Authority to allot Ordinary Shares
The AGM resolved, in accordance with the Board of Directors' proposal, that the Directors be generally and unconditionally authorised for the purposes of section 551 of the Companies Act 2006, in substitution for all existing authorities, to exercise all the powers of the Company to allot 1,626,077 Ordinary Shares of £0.001 each in the capital of the Company ("Ordinary Shares"), and to grant rights to subscribe for or to convert any security into Ordinary Shares for any purpose, up to a maximum aggregate nominal amount of £1,626.08 (being 10% of the Company's issued share capital) such authority to apply until the end of next year's annual general meeting (or, if earlier, until the close of business on 31 May 2027) but, in each case, during this period the Company may make offers and enter into agreements which would, or might, require Ordinary Shares to be allotted or rights to subscribe for or convert securities into Ordinary Shares to be granted after the authority ends and the Board may allot Ordinary Shares or grant rights to subscribe for or convert securities into Ordinary Shares under any such offer or agreement as if the authority had not ended.

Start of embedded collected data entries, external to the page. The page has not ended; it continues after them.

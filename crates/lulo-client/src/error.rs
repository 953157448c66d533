use lulo_sol::SolError;
use thiserror::Error;

#[derive(Debug, Error)]
pub enum ClientError {
    #[error("Wallet not connected!")]
    WalletNotConnected,

    #[error("Invalid owner")]
    InvalidOwner,

    #[error("Missing account: {0}")]
    MissingAccount(String),

    #[error("Invalid address: {0}")]
    InvalidAddress(String),

    #[error("Invalid input: {0}")]
    InvalidInput(String),

    #[error("Account decode failed: {0}")]
    AccountDecode(String),

    #[error("Account {address} is not owned by program {program}")]
    WrongOwner { address: String, program: String },

    #[error("Interface description error: {0}")]
    Idl(String),

    #[error("Configuration error: {0}")]
    Config(String),

    #[error("RPC error: {0}")]
    Rpc(String),

    #[error("Transaction {signature} failed to confirm: {reason}")]
    Confirmation { signature: String, reason: String },

    #[error("Transaction build failed: {0}")]
    TransactionFailed(String),
}

impl ClientError {
    /// Transaction id attached to the failure, when one was already issued.
    pub fn signature(&self) -> Option<&str> {
        match self {
            ClientError::Confirmation { signature, .. } => Some(signature),
            _ => None,
        }
    }

    /// Failures that only mean "this is not the account you asked for".
    pub fn is_not_account(&self) -> bool {
        matches!(
            self,
            ClientError::AccountDecode(_) | ClientError::WrongOwner { .. }
        )
    }
}

impl From<SolError> for ClientError {
    fn from(e: SolError) -> Self {
        match e {
            SolError::InvalidAddress(msg) => ClientError::InvalidAddress(msg),
            other => ClientError::TransactionFailed(format!("SOL: {other}")),
        }
    }
}

impl From<serde_json::Error> for ClientError {
    fn from(e: serde_json::Error) -> Self {
        ClientError::Idl(e.to_string())
    }
}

Authority to dis-apply pre-emption rights
The AGM resolved, in accordance with the Board of Directors' proposal, that, subject to the passing of Resolution 8 as specified in the Notice of the AGM ("Notice"), the Directors be empowered pursuant to section 570 Companies Act 2006 to allot equity securities (within the meaning of section 560(1) Companies Act 2006) of the Company for cash pursuant to the authority conferred by Resolution 8 mentioned in the Notice as if section 561 Companies Act 2006 did not apply to the allotment, such power to expire at the end of next year's annual general meeting (or, if earlier, until the close of business on 31 May 2027) unless renewed, varied or revoked by the Company prior to such a date.
Share Repurchases
The AGM resolved, in accordance with the Board of Directors' proposal, that the Company be and is hereby generally and unconditionally authorised in accordance with section 701 of the Act to make market purchases (within the meaning of section 693 of the Act) of its Ordinary Shares, provided that:
a. The maximum number of Ordinary Shares authorised to be purchased shall be 1,626,077 (representing 10% of the Company's issued Ordinary Share capital at the date of the notice of Annual General Meeting);
b. The minimum price (exclusive of any expenses) which may be paid for an Ordinary Share is £0.001;
c. The maximum price (exclusive of expenses) which may be paid for each Ordinary Share must not be more than the higher of (i) an amount equal to five per cent above the market value of an Ordinary Share for the five business days immediately preceding the day on which that share is contracted to be purchased; and (ii) an amount equal to the higher of the price of the last independent trade and the highest current independent bid on the trading venue where the purchase is carried out, in each case exclusive of expenses;
d. The authority hereby conferred shall expire at the conclusion of the next Annual General Meeting of the Company to be held after the date of the passing of this resolution or, if earlier, on the expiry of 15 months from the passing of this resolution, unless such authority is renewed to such time; and
e. The Company may make a contract to purchase Ordinary Shares under the authority, which will or may be executed wholly or partly after the expiration of such authority and may make a purchase of Ordinary Shares pursuant to any such contract.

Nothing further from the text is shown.